Saved data entries
##########

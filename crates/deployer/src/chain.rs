//! Chain client backed by an alloy provider.
//!
//! Deploys creation bytecode with ABI-encoded constructor arguments and only
//! reports an address once the deployment transaction is confirmed. The ABI
//! stays opaque except for the constructor inputs, which are needed to
//! encode the arguments.

use {
    crate::{
        artifacts::Artifact,
        plan::ArgValue,
        traits::{ChainClient, DeployError},
    },
    alloy::{
        dyn_abi::{DynSolValue, JsonAbiExt},
        json_abi::JsonAbi,
        network::TransactionBuilder,
        primitives::Address,
        providers::{DynProvider, Provider},
        rpc::types::TransactionRequest,
    },
    anyhow::Context,
    std::time::Duration,
};

pub struct RpcChainClient {
    provider: DynProvider,
    /// Upper bound on the confirmation wait per deployment transaction.
    timeout: Duration,
}

impl RpcChainClient {
    pub fn new(provider: DynProvider, timeout: Duration) -> Self {
        Self { provider, timeout }
    }
}

#[async_trait::async_trait]
impl ChainClient for RpcChainClient {
    async fn deploy(&self, artifact: &Artifact, args: &[ArgValue]) -> Result<Address, DeployError> {
        let code = encode_deployment(artifact, args)?;
        let request = TransactionRequest::default().with_deploy_code(code);
        let pending = self
            .provider
            .send_transaction(request)
            .await
            .map_err(|err| DeployError::Rejected(err.to_string()))?;
        let receipt = pending
            .with_timeout(Some(self.timeout))
            .get_receipt()
            .await
            .map_err(|err| DeployError::Rejected(err.to_string()))?;
        if !receipt.status() {
            return Err(DeployError::Rejected(format!(
                "transaction {} reverted",
                receipt.transaction_hash
            )));
        }
        receipt
            .contract_address
            .ok_or(DeployError::NoAddress(receipt.transaction_hash))
    }
}

/// Creation bytecode followed by the ABI-encoded constructor arguments.
fn encode_deployment(artifact: &Artifact, args: &[ArgValue]) -> anyhow::Result<Vec<u8>> {
    let mut code = artifact.bytecode.to_vec();
    let abi: JsonAbi = serde_json::from_value(artifact.abi.clone())
        .with_context(|| format!("artifact {} has a malformed ABI", artifact.name))?;
    match &abi.constructor {
        Some(constructor) => {
            let values: Vec<_> = args.iter().map(to_sol_value).collect();
            let encoded = constructor.abi_encode_input(&values).with_context(|| {
                format!(
                    "constructor arguments for artifact {} do not match its ABI",
                    artifact.name
                )
            })?;
            code.extend(encoded);
        }
        None if args.is_empty() => (),
        None => anyhow::bail!(
            "artifact {} has no constructor but {} arguments were supplied",
            artifact.name,
            args.len()
        ),
    }
    Ok(code)
}

fn to_sol_value(arg: &ArgValue) -> DynSolValue {
    match arg {
        ArgValue::Address(value) => DynSolValue::Address(*value),
        ArgValue::Uint(value) => DynSolValue::Uint(*value, 256),
        ArgValue::Bool(value) => DynSolValue::Bool(*value),
        ArgValue::String(value) => DynSolValue::String(value.clone()),
    }
}
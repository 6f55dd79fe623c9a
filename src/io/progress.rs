//! Iteration progress display for long solves

use indicatif::{ProgressBar, ProgressStyle};
use std::sync::LazyLock;

static SOLVE_STYLE: LazyLock<ProgressStyle> = LazyLock::new(|| {
    ProgressStyle::default_bar()
        .template("[{elapsed_precise}] Iterations: [{bar:40.cyan/blue}] {pos}/{len}")
        .unwrap_or_else(|_| ProgressStyle::default_bar())
        .progress_chars("█▉▊▋▌▍▎▏ ")
});

/// Progress bar tracking solver iterations against the cap
pub struct SolveProgress {
    bar: ProgressBar,
}

impl SolveProgress {
    /// Create a progress bar spanning the iteration cap
    pub fn new(max_iterations: usize) -> Self {
        let bar = ProgressBar::new(max_iterations as u64);
        bar.set_style(SOLVE_STYLE.clone());
        Self { bar }
    }

    /// Report the current iteration count
    pub fn observe(&self, iterations: usize) {
        self.bar.set_position(iterations as u64);
    }

    /// Remove the bar from the terminal
    pub fn finish(&self) {
        self.bar.finish_and_clear();
    }
}
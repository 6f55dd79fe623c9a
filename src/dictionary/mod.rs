//! Word dictionary indexing and pattern matching

/// Length-bucketed word index
pub mod index;
/// Fill patterns and word matching
pub mod pattern;

pub use index::{Dictionary, DictionaryStats};
pub use pattern::Pattern;
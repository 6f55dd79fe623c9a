//! Length-bucketed word index
//!
//! Words are deduplicated globally, grouped by character length, and each
//! bucket sorted lexicographically so candidate enumeration order is
//! deterministic. The index is immutable after [`Dictionary::build`] and safe
//! to share by reference across concurrent solver runs.
//!
//! Queries are flat bucket scans, O(bucket size x length) per lookup.
//! Dictionary sizes are bounded (tens of thousands of entries), so nothing
//! fancier is warranted; a per-position index could be added behind the same
//! contract for much larger word lists.

use std::collections::{HashMap, HashSet};

use crate::dictionary::pattern::Pattern;
use crate::io::error::Result;

/// Immutable word index bucketed by length
#[derive(Debug, Clone, Default)]
pub struct Dictionary {
    buckets: HashMap<usize, Vec<String>>,
}

/// Summary counts over the index
#[derive(Debug, Clone, Copy, PartialEq, Eq)]
pub struct DictionaryStats {
    /// Total unique words across all buckets
    pub total_words: usize,
    /// Number of distinct word lengths
    pub bucket_count: usize,
    /// Shortest word length present, if any
    pub min_length: Option<usize>,
    /// Longest word length present, if any
    pub max_length: Option<usize>,
}

impl Dictionary {
    /// Build an index from raw word lists
    ///
    /// Each word is trimmed and uppercased, then kept only if non-empty and
    /// purely alphabetic. Duplicates across all sources collapse to one
    /// entry. Each length bucket is sorted lexicographically.
    pub fn build<I>(sources: I) -> Self
    where
        I: IntoIterator,
        I::Item: IntoIterator,
        <I::Item as IntoIterator>::Item: AsRef<str>,
    {
        let mut seen: HashSet<String> = HashSet::new();
        for source in sources {
            for raw in source {
                let word = raw.as_ref().trim().to_ascii_uppercase();
                if !word.is_empty() && word.chars().all(|c| c.is_ascii_alphabetic()) {
                    seen.insert(word);
                }
            }
        }

        let mut buckets: HashMap<usize, Vec<String>> = HashMap::new();
        for word in seen {
            buckets.entry(word.len()).or_default().push(word);
        }
        for bucket in buckets.values_mut() {
            bucket.sort_unstable();
        }

        Self { buckets }
    }

    /// Pattern-match query over a raw pattern string
    ///
    /// A pattern containing no `'?'` is returned as its own single-element
    /// match without consulting the index. Otherwise every word in the length
    /// bucket whose letters agree with the pattern's fixed positions is
    /// returned in bucket (sorted) order. No matches is an empty vec, never
    /// an error.
    ///
    /// # Errors
    ///
    /// Returns [`crate::FillError::InvalidPattern`] if the pattern is empty
    /// or contains characters outside letters and `'?'`.
    pub fn lookup(&self, raw_pattern: &str) -> Result<Vec<String>> {
        let pattern = Pattern::parse(raw_pattern)?;
        Ok(self.matching_words(&pattern))
    }

    /// Pattern-match query over a validated pattern
    ///
    /// Total function: every valid pattern yields a (possibly empty) ordered
    /// word sequence.
    pub fn matching_words(&self, pattern: &Pattern) -> Vec<String> {
        if pattern.is_complete() {
            return vec![pattern.as_str().to_string()];
        }

        self.buckets.get(&pattern.len()).map_or_else(Vec::new, |bucket| {
            bucket
                .iter()
                .filter(|word| pattern.matches_word(word))
                .cloned()
                .collect()
        })
    }

    /// Whether the uppercased word is a member of its length bucket
    pub fn is_valid(&self, word: &str) -> bool {
        let normalized = word.trim().to_ascii_uppercase();
        if normalized.is_empty() {
            return false;
        }
        self.buckets
            .get(&normalized.len())
            .is_some_and(|bucket| bucket.binary_search(&normalized).is_ok())
    }

    /// All words of one length, in sorted order
    pub fn words_of_length(&self, length: usize) -> &[String] {
        self.buckets.get(&length).map_or(&[], Vec::as_slice)
    }

    /// Summary counts over the index
    pub fn stats(&self) -> DictionaryStats {
        DictionaryStats {
            total_words: self.buckets.values().map(Vec::len).sum(),
            bucket_count: self.buckets.len(),
            min_length: self.buckets.keys().min().copied(),
            max_length: self.buckets.keys().max().copied(),
        }
    }
}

##########

_Aim of the task_
From the records above, give again exactly the lines running from the line with "pub mod pattern;" to the line with "behind the same", inclusive.

_Exercise answer_
pub mod pattern;

pub use index::{Dictionary, DictionaryStats};
pub use pattern::Pattern;
repository 6f55dd79fe623c9a
//! Length-bucketed word index
//!
//! Words are deduplicated globally, grouped by character length, and each
//! bucket sorted lexicographically so candidate enumeration order is
//! deterministic. The index is immutable after [`Dictionary::build`] and safe
//! to share by reference across concurrent solver runs.
//!
//! Queries are flat bucket scans, O(bucket size x length) per lookup.
//! Dictionary sizes are bounded (tens of thousands of entries), so nothing
//! fancier is warranted; a per-position index could be added behind the same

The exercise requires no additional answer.